Background Integrin αM (CD11b), which is encoded by the Integrin Subunit Alpha M (ITGAM) gene, is not only a surface marker of monocytes but also an essential adhesion molecule. In this study, we investigated the effect of CD11b on experimental abdominal aortic aneurysm and the potential underlying mechanisms. Methods and Results The incidence of abdominal aortic aneurysm was not significantly lower in ITGAM(‐/‐) mice than in control mice. Nevertheless, knockout of CD11b reduced the maximum abdominal aortic diameter, macrophage infiltration, matrix metalloproteinase‐9 expression, and elastin and collagen degradation. Additionally, lower expression of IL‐6 was found in both the peripheral blood and abdominal aortas of ITGAM(‐/‐) mice, indicating a biological correlation between CD11b and the inflammatory response in abdominal aortic aneurysm. In vitro, the number of ITGAM(‐/‐) bone marrow–derived macrophages (BMDMs) that adhered to endothelial cells was significantly lower than the number of wild‐type BMDMs. Moreover, the CD11b monoclonal antibody and CD11b agonist leukadherin‐1 decreased and increased the number of adherent wild‐type BMDMs, respectively. Through RNA sequencing, genes associated with leukocyte transendothelial migration were found to be downregulated in ITGAM(‐/‐) BMDMs.

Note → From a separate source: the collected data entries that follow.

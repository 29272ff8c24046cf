//! 设备类型描述
//!
//! 一个具体设备把三种类型绑在一起：配置、命令种类、以及工作线程独占的
//! 跨状态数据。引擎、状态和上下文都以 `P: DeviceProfile` 为参数。
//!
//! ```
//! use devfsm_engine::{CommandKind, Configuration, DeviceProfile};
//!
//! #[derive(Debug, Clone, Default)]
//! struct ScopeConfig {
//!     channel: u8,
//! }
//! impl Configuration for ScopeConfig {}
//!
//! #[derive(Debug)]
//! enum ScopeCommand {
//!     Open,
//!     Acquire,
//! }
//! impl CommandKind for ScopeCommand {}
//!
//! struct Scope;
//! impl DeviceProfile for Scope {
//!     type Config = ScopeConfig;
//!     type Command = ScopeCommand;
//!     type Data = Vec<f64>;
//! }
//! ```

use crate::command::CommandKind;
use crate::config::Configuration;

pub trait DeviceProfile: 'static {
    type Config: Configuration;
    type Command: CommandKind;
    /// 状态之间共享的数据（只在工作线程中访问）
    type Data: Send + 'static;
}
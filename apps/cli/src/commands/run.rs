//! run 命令
//!
//! 启动一个模拟仪器引擎，执行 Open → Measure×N → Close，打印结果与指标。

use anyhow::{Context, Result, bail};
use clap::{Args, ValueEnum};
use devfsm_engine::hal::{HardwareHandler, Parity, SerialSettings, StopBits, TcpSettings};
use devfsm_engine::{Command, CommandStatus, IdlePeriod, MetricsSnapshot, StateId, StateMachineEngine};
use devfsm_hal::MockHandler;
use std::sync::Arc;
use std::sync::atomic::{AtomicBool, Ordering};
use std::time::Duration;
use tracing::{info, warn};

use crate::instrument::{
    ACQUIRING, Acquisition, AcquiringState, Daq, DaqCommand, DaqConfig, Endpoint, LoadedState,
};

/// 串口校验位
#[derive(Debug, Clone, Copy, PartialEq, Eq, ValueEnum)]
pub enum ParityArg {
    #[value(name = "none")]
    Off,
    Odd,
    Even,
}

impl From<ParityArg> for Parity {
    fn from(arg: ParityArg) -> Self {
        match arg {
            ParityArg::Off => Parity::None,
            ParityArg::Odd => Parity::Odd,
            ParityArg::Even => Parity::Even,
        }
    }
}

/// 模拟运行参数
#[derive(Args, Debug)]
pub struct RunCommand {
    /// Acquiring 状态的看门狗周期（毫秒，-1 无限等待，0 连续运行）
    #[arg(long, default_value_t = 20, allow_hyphen_values = true)]
    pub period_ms: i64,

    /// Measure 命令数量
    #[arg(short, long, default_value_t = 5)]
    pub measurements: u32,

    /// 通道数
    #[arg(long, default_value_t = 4)]
    pub channels: u8,

    /// 命令队列容量
    #[arg(long, default_value_t = 128)]
    pub queue_capacity: usize,

    /// 仪器地址（只用于配置校验与日志）
    #[arg(long, default_value = "127.0.0.1")]
    pub host: String,

    #[arg(long, default_value_t = 5025)]
    pub port: u16,

    /// 改用串口连接（如 /dev/ttyUSB0、COM3），忽略 --host/--port
    #[arg(long)]
    pub serial: Option<String>,

    /// 串口波特率
    #[arg(long, default_value_t = SerialSettings::DEFAULT_BAUD_RATE)]
    pub baud: u32,

    /// 串口校验位
    #[arg(long, value_enum, default_value_t = ParityArg::Off)]
    pub parity: ParityArg,

    /// 使用 2 个停止位
    #[arg(long)]
    pub two_stop_bits: bool,

    /// 单条命令的等待超时（毫秒）
    #[arg(long, default_value_t = 2000)]
    pub command_timeout_ms: u64,

    /// 模拟 Open 失败（演示 GenericError 路径）
    #[arg(long)]
    pub fail_open: bool,

    /// 以 info 级别记录每次状态转换
    #[arg(long)]
    pub log_transitions: bool,
}

/// 一次运行的结果
#[derive(Debug)]
pub struct RunReport {
    pub statuses: Vec<(u64, DaqCommand, CommandStatus)>,
    /// 停止前所处的状态
    pub final_state: Option<StateId>,
    pub metrics: MetricsSnapshot,
}

impl RunReport {
    pub fn failed(&self) -> usize {
        self.statuses.iter().filter(|(_, _, s)| !s.is_success()).count()
    }
}

impl RunCommand {
    fn endpoint(&self) -> Endpoint {
        match &self.serial {
            Some(port) => {
                let mut serial = SerialSettings::new(port.clone()).with_baud_rate(self.baud);
                serial.parity = self.parity.into();
                serial.stop_bits = if self.two_stop_bits {
                    StopBits::Two
                } else {
                    StopBits::One
                };
                Endpoint::Serial(serial)
            },
            None => Endpoint::Tcp(TcpSettings::new(self.host.clone(), self.port)),
        }
    }

    fn config(&self) -> DaqConfig {
        DaqConfig {
            endpoint: self.endpoint(),
            channels: self.channels,
            amplitude: 1.0,
        }
    }

    fn build_engine(
        &self,
        acquisition: Arc<Acquisition>,
        hardware: Arc<MockHandler>,
    ) -> Result<StateMachineEngine<Daq>> {
        let hw: Arc<dyn HardwareHandler> = hardware;
        let engine = StateMachineEngine::builder("daq-sim", acquisition)
            .state(LoadedState::default())
            .state(AcquiringState::new(IdlePeriod::from_ms(self.period_ms)))
            .hardware(hw)
            .queue_capacity(self.queue_capacity)
            .log_transitions(self.log_transitions)
            .join_timeout(Duration::from_secs(5))
            .build()
            .context("failed to build engine")?;
        Ok(engine)
    }

    /// 执行模拟运行
    ///
    /// `interrupted` 置位后不再提交新命令，直接停止引擎。
    pub fn execute(&self, interrupted: Arc<AtomicBool>) -> Result<RunReport> {
        if self.channels == 0 {
            bail!("--channels must be at least 1");
        }
        let config = self.config();
        config
            .endpoint
            .validate()
            .with_context(|| format!("invalid endpoint {}", config.endpoint))?;

        let acquisition = Arc::new(Acquisition::default());
        let hardware = Arc::new(MockHandler::new(config.endpoint.to_string()));
        hardware.set_fail_open(self.fail_open);

        let engine = self.build_engine(acquisition.clone(), hardware)?;
        engine.start()?;

        let update = engine.set_configuration(&config)?;
        if !update.is_applied() {
            bail!("configuration refused: {:?}", update);
        }

        let timeout = Duration::from_millis(self.command_timeout_ms);
        let mut plan = vec![engine.new_command(DaqCommand::Open)];
        for i in 0..self.measurements {
            let channel = (i % u32::from(self.channels)) as u8;
            plan.push(engine.new_command(DaqCommand::Measure).with_payload(channel));
        }
        plan.push(engine.new_command(DaqCommand::Close));

        let mut statuses = Vec::with_capacity(plan.len());
        for cmd in plan {
            if interrupted.load(Ordering::Relaxed) {
                warn!("Interrupted, skipping remaining commands");
                break;
            }
            let cmd: Arc<Command<DaqCommand>> = Arc::new(cmd.with_timeout(timeout));
            engine.enqueue_command(cmd.clone());
            let status = cmd.wait(timeout);
            info!("Command {} {:?} -> {}", cmd.id(), cmd.kind(), status);
            statuses.push((cmd.id(), *cmd.kind(), status));

            // Open 失败后设备停在错误状态，后续命令没有意义
            if *cmd.kind() == DaqCommand::Open && !status.is_success() {
                warn!("Open failed, device is in {:?}", engine.current_state());
                break;
            }
        }

        engine.stop();
        engine.join(Duration::from_secs(5))?;
        // 停止后当前状态是 End，前一个状态就是停止时所处的状态
        let final_state = engine.previous_state();

        for r in acquisition.readings.lock().iter() {
            println!("  #{:<4} ch{} = {:+.4}", r.command_id, r.channel, r.value);
        }
        println!("  samples taken: {}", *acquisition.samples.lock());

        Ok(RunReport {
            statuses,
            final_state,
            metrics: engine.metrics(),
        })
    }
}

/// 打印运行结果
pub fn print_report(report: &RunReport) {
    println!();
    println!("📊 运行结果:");
    for (id, kind, status) in &report.statuses {
        println!("  #{:<4} {:<8} {}", id, format!("{:?}", kind), status);
    }
    match &report.final_state {
        Some(state) if *state == ACQUIRING || *state == StateId::LOADED => {
            println!("  最终状态: {}", state)
        },
        Some(state) => println!("  ⚠️ 最终状态: {}", state),
        None => println!("  最终状态: <none>"),
    }
    println!("  失败命令: {}", report.failed());

    let m = &report.metrics;
    println!();
    println!("📈 指标:");
    println!("  state_proc 调用: {}", m.state_proc_calls);
    println!("  状态转换: {}", m.transitions);
    println!("  故障: {}", m.faults);
    println!(
        "  命令: 入队 {} / 忽略 {} / 结束 {} / 超时 {}",
        m.commands_enqueued, m.commands_ignored, m.commands_settled, m.commands_timed_out
    );
    println!(
        "  看门狗超时: {}，最长 state_proc: {}us",
        m.watchdog_overruns, m.max_state_proc_us
    );
}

Furthermore, immunoprecipitation–mass spectrometry analysis predicted that the Akt pathway might be responsible for the impaired transmigratory ability of ITGAM(‐/‐) BMDMs. The reduced activation of Akt was then confirmed, and the Akt agonist SC79 partially rescued the transendothelial migratory function of ITGAM(‐/‐) BMDMs. Conclusions CD11b might promote the development and progression of abdominal aortic aneurysm by mediating the endothelial cells adhesion and transendothelial migration of circulating monocytes/macrophages.